La chronique de la guerre contre Ghaza, au-delà du tumulte des événements majeurs qui la rythment depuis plus de cinq mois, laisse passer comme faits banals des images horrifiantes, fuitées, ou officiellement assumées par l’armée israélienne. C’est pourtant là que se mesure, aussi, la barbarie décomplexée déchaînée contre les Palestiniens.
Avant-hier, certains médias ont repris les images d’une caméra embarquée, trimballée par un soldat israélien en opération, et documentant ce qui a été présenté comme un assaut sur un repaire du Hamas, quelque part dans ce Ghaza transformé en champ de ruines à perte de vue. On y découvre surtout une habitation désarticulée, comme le sont plus de 70% du tissu urbain sur le territoire ravagé.
Les militaires, de jeunes conscrits décontractés, donnaient l’air d’être en battue ; un des soldats s’adresse à la caméra et raconte, sur un ton détaché et badin, qu’il vient d’appuyer sur la gâchette de son fusil d’assaut à la vue d’un «terroriste» qui lui faisait des signes de la main, sans doute pour signifier qu’il n’était pas armé et qu’il était prêt à se livrer.

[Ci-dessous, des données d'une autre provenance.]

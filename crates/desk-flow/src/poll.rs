//! # Step-Scoped Polling
//!
//! A `PollTask` repeatedly probes one collaborator on behalf of the active
//! step and reports every round to the controller over a channel.
//!
//! ```text
//!   controller                          PollTask (tokio task)
//!   ──────────                          ─────────────────────
//!   start_poll(epoch = 7) ───spawn───▶  tick ─▶ probe ─▶ send(7, outcome)
//!                                       tick ─▶ probe ─▶ send(7, outcome)
//!   check_status() ──────────nudge───▶  probe ─▶ send(7, outcome)
//!   leave step: drop(task), epoch = 8   cancelled
//!   recv(7, late outcome) ─▶ discarded
//! ```
//!
//! - The first probe runs immediately, then one per interval.
//! - A round never starts before the previous probe has returned, and a
//!   slow probe delays the schedule instead of bursting to catch up.
//! - The task stops on its own once a probe reports a terminal value, or
//!   after a non-retryable error, or when consecutive transport failures
//!   exceed the retry bound.
//! - The task never reads or writes workflow state.

use desk_core::{BookingDetails, ConversionSnapshot, DeskError, DeskResult};
use std::future::Future;
use std::sync::Arc;
use std::time::Duration;
use tokio::sync::{mpsc, Notify};
use tokio::time::MissedTickBehavior;
use tokio_util::sync::CancellationToken;
use tracing::debug;

/// Cancellation handle scoped to one step visit
pub type StepCancellationToken = CancellationToken;

/// One probe round as seen by the controller
#[derive(Debug)]
pub(crate) struct PollOutcome<T> {
    /// 1-based round number within this task
    pub attempt: u32,
    /// Transport failures in a row, including this round
    pub consecutive_failures: u32,
    /// The task sent its last message
    pub finished: bool,
    pub result: DeskResult<T>,
}

#[derive(Debug)]
pub(crate) enum PollMessage {
    Conversion(PollOutcome<ConversionSnapshot>),
    Payment(PollOutcome<BookingDetails>),
}

/// A message tagged with the step epoch that started the task
#[derive(Debug)]
pub(crate) struct PollEvent {
    pub epoch: u64,
    pub message: PollMessage,
}

pub(crate) type PollSender = mpsc::UnboundedSender<PollEvent>;

/// How a task decides to stop and how it labels its messages
pub(crate) struct PollPlan<T> {
    pub interval: Duration,
    pub max_transient_retries: u32,
    pub is_terminal: fn(&T) -> bool,
    pub wrap: fn(PollOutcome<T>) -> PollMessage,
}

/// Handle to a running poll; dropping it cancels the task
pub(crate) struct PollTask {
    token: StepCancellationToken,
    nudge: Arc<Notify>,
}

impl PollTask {
    pub fn spawn<T, F, Fut>(epoch: u64, plan: PollPlan<T>, events: PollSender, probe: F) -> Self
    where
        T: Send + 'static,
        F: FnMut() -> Fut + Send + 'static,
        Fut: Future<Output = DeskResult<T>> + Send + 'static,
    {
        let token = StepCancellationToken::new();
        let nudge = Arc::new(Notify::new());

        tokio::spawn(run(
            epoch,
            plan,
            events,
            probe,
            token.clone(),
            nudge.clone(),
        ));

        Self { token, nudge }
    }

    /// Probe now instead of waiting for the next tick
    pub fn nudge(&self) {
        self.nudge.notify_one();
    }
}

impl Drop for PollTask {
    fn drop(&mut self) {
        self.token.cancel();
    }
}

async fn run<T, F, Fut>(
    epoch: u64,
    plan: PollPlan<T>,
    events: PollSender,
    mut probe: F,
    token: StepCancellationToken,
    nudge: Arc<Notify>,
) where
    F: FnMut() -> Fut,
    Fut: Future<Output = DeskResult<T>>,
{
    let mut ticker = tokio::time::interval(plan.interval);
    ticker.set_missed_tick_behavior(MissedTickBehavior::Delay);

    let mut attempt = 0u32;
    let mut consecutive_failures = 0u32;

    loop {
        tokio::select! {
            biased;
            _ = token.cancelled() => break,
            _ = ticker.tick() => {}
            _ = nudge.notified() => ticker.reset(),
        }

        let result = tokio::select! {
            biased;
            _ = token.cancelled() => break,
            result = probe() => result,
        };

        attempt += 1;
        let finished = match &result {
            Ok(value) => {
                consecutive_failures = 0;
                (plan.is_terminal)(value)
            }
            Err(error) => {
                consecutive_failures += 1;
                !retry_allowed(error, consecutive_failures, plan.max_transient_retries)
            }
        };

        debug!(epoch, attempt, finished, "Poll round complete");

        let outcome = PollOutcome {
            attempt,
            consecutive_failures,
            finished,
            result,
        };
        if events
            .send(PollEvent {
                epoch,
                message: (plan.wrap)(outcome),
            })
            .is_err()
            || finished
        {
            break;
        }
    }
}

/// Transport errors are retried while the consecutive count stays within the bound
pub(crate) fn retry_allowed(error: &DeskError, consecutive_failures: u32, max: u32) -> bool {
    error.is_retryable() && consecutive_failures <= max
}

Juste après, la caméra se déplace jusque dans la chambre où a été abattu le Palestinien et l’on découvre un homme, la soixantaine bien entamée, gisant de travers au pied d’un misérable lit. Les images ne montrent aucune arme sur les lieux ni ne captent tout autre signe qui aurait pu faire penser que la victime constituait un potentiel danger pour la patrouille israélienne.
Et à aucun moment, les supérieurs du jeune soldat, visiblement fier de son haut fait d’armes, n’ont trouvé à redire, encore moins juger que les images étaient trop compromettantes pour cette armée qui se prétend la «plus morale du monde», pour qu’elles soient mises sur un circuit de diffusion.
Dans la journée d’hier, la chaîne qatarie Al Jazeera, seul média de grande audience à suivre au plus près l’évolution de la situation sur le terrain, a relayé des images prises par un drone prédateur qui a pris en chasse et abattu un Palestinien. L’engin fait du surplace sur le lieu de l’assassinat, une fois la besogne accomplie, et zoome sur le corps d’un jeune, la vingtaine, gisant dans une mare de sang.
D’autres images, plus insoutenables les unes que les autres, ont déjà montré des femmes fauchées mortellement dans leur fuite éperdue par des tirs de précision israéliens, des scènes d’humiliation infligées à des dizaines de Ghazaouis arrêtés et, tout récemment, des centaines de civils torturés par la faim et filmés comme une colonie de fourmis excitées et prenant d’assaut une cargaison de denrées. Si les dernières séquences citées ont été diffusées pour dédouaner la machine de guerre israélienne de la tuerie du douar Nabulsi, la mise en ligne de la plupart des autres images est présentée comme le résultat d’initiatives prises par des hommes de troupe n'engageant pas la responsabilité de l'armée.
Des sanctions avaient été d’ailleurs déjà annoncées par le commandement contre des soldats prenant plaisir à faire des «lives» à partir des minbars de mosquées profanées ou s’amusant à monter des vélos d’enfant, vestiges de vies réduites à néant ou abandonnés par des familles fuyant les bombardements.
Mais tout porte à croire que le procédé obéit à une stratégie de communication conçue et réfléchie à des fins de propagande par la terreur. Avec les bombardements massifs et indiscriminés, la destruction systématique du patrimoine infrastructurel et urbain, la pollution des sources d’eau et la détérioration des terres agricoles, les images montrant la cruauté ordinaire de l’homme de troupe, tout cela sert l’objectif de «venger» une société dont les dirigeants n’ont pas cessé de marteler que les actions de résistance du Hamas palestinien étaient comparables à la shoah.
Quelques jours après les attaques des brigades d’Al Aqsa, début octobre dernier, Yoav Galant, le ministre de la Défense israélien, s’était adressé à l’armée pour la galvaniser. «Les Palestiniens sont des animaux humains, il faut les traiter comme tels», a-t-il aboyé, dans une harangue que l’histoire, sans doute, retiendra. La machine à déshumaniser, humilier, tuer et mutiler était lâchée.